8 thoughts on “Neville Allsopp*

  1. I hope they get better for the puppy! I like the notion of an ‘unreliable memoir’ – a bit of a mind-bender, like Brian Castro’s ‘fictional autobiography’. And I love the name Allsopp.

    1. Things were always pretty good for puppies in our household. My father was one of those people that dogs unconditionally adore. At one stage the next door neighbours’ dog moved in with us and only went home to s eep.

  2. We have been writing autobiographical fiction in my current class and it’s very freeing. Since the accepted wisdom these days is that you can’t actually get it right because of the physiology of memory, calling it fiction lets you make that witty comeback and put history right.

    Agreed that the dog (and kids) are the sympathetic characters; mom and dad are a lot more sympathetic than most. Perhaps Mr. Allsop should consider emigrating — Bulgaria, maybe, or Argentina.

    1. In fact the first long works that we wrote individually were NaNoWriMos which were about our childhood.

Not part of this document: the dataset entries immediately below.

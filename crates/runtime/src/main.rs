#![deny(clippy::all, clippy::pedantic)]
#![allow(clippy::cast_precision_loss)]

mod app;
mod watcher;

use std::io::IsTerminal;
use std::path::PathBuf;

use anyhow::Result;
use clap::{Parser, ValueEnum};
use rl::AgentKind;
use tracing_subscriber::EnvFilter;

use crate::app::{Overrides, PolicyKind, RunOptions};

/// Run arena agents headless.
#[derive(Parser, Debug)]
#[command(name = "runtime_main", version, about)]
struct Cli {
    /// Agent to run; overrides the config file
    #[arg(long, value_enum)]
    agent: Option<AgentArg>,

    /// Where actions come from
    #[arg(long, value_enum, default_value_t = PolicyArg::Scripted)]
    policy: PolicyArg,

    /// Number of episodes to run
    #[arg(long, default_value_t = 3)]
    episodes: u32,

    /// Step limit per episode
    #[arg(long)]
    max_steps: Option<u32>,

    /// Fixed timestep in seconds
    #[arg(long)]
    dt: Option<f32>,

    #[arg(long)]
    seed: Option<u64>,

    /// JSON config file
    #[arg(long)]
    config: Option<PathBuf>,

    /// Reload the config file between episodes when it changes
    #[arg(long, requires = "config")]
    watch: bool,

    /// Emit logs as JSON lines
    #[arg(long)]
    log_json: bool,
}

#[derive(Copy, Clone, Debug, PartialEq, Eq, ValueEnum)]
enum AgentArg {
    CaveCrawler,
    PogoBouncer,
}

impl From<AgentArg> for AgentKind {
    fn from(arg: AgentArg) -> Self {
        match arg {
            AgentArg::CaveCrawler => AgentKind::CaveCrawler,
            AgentArg::PogoBouncer => AgentKind::PogoBouncer,
        }
    }
}

#[derive(Copy, Clone, Debug, PartialEq, Eq, ValueEnum)]
enum PolicyArg {
    Scripted,
    Zero,
    Random,
}

impl From<PolicyArg> for PolicyKind {
    fn from(arg: PolicyArg) -> Self {
        match arg {
            PolicyArg::Scripted => PolicyKind::Scripted,
            PolicyArg::Zero => PolicyKind::Zero,
            PolicyArg::Random => PolicyKind::Random,
        }
    }
}

fn init_tracing(json: bool) {
    let filter = EnvFilter::try_from_default_env().unwrap_or_else(|_| EnvFilter::new("info"));
    let builder = tracing_subscriber::fmt()
        .with_env_filter(filter)
        .with_ansi(std::io::stdout().is_terminal());
    if json {
        builder.json().init();
    } else {
        builder.init();
    }
}

fn main() -> Result<()> {
    let cli = Cli::parse();
    init_tracing(cli.log_json);

    let options = RunOptions {
        policy: cli.policy.into(),
        episodes: cli.episodes,
        config_path: cli.config,
        watch: cli.watch,
        overrides: Overrides {
            agent: cli.agent.map(Into::into),
            max_steps: cli.max_steps,
            dt: cli.dt,
            seed: cli.seed,
        },
    };
    tracing::info!(?options, "starting run");
    app::run(&options)?;
    Ok(())
}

This piece originates there. There’s a stage where you want to get it exactly as it was (you think), and a second stage where you start to invent and embroider, which this is.

  3. I have several NaNoWriMos but none were autobiographical. I just entered last week’s “fictional memoir” into a local writing contest, and really had a hard time calling it fiction because so many parts were not. I do hope that Crane Mansions was mostly not memoir.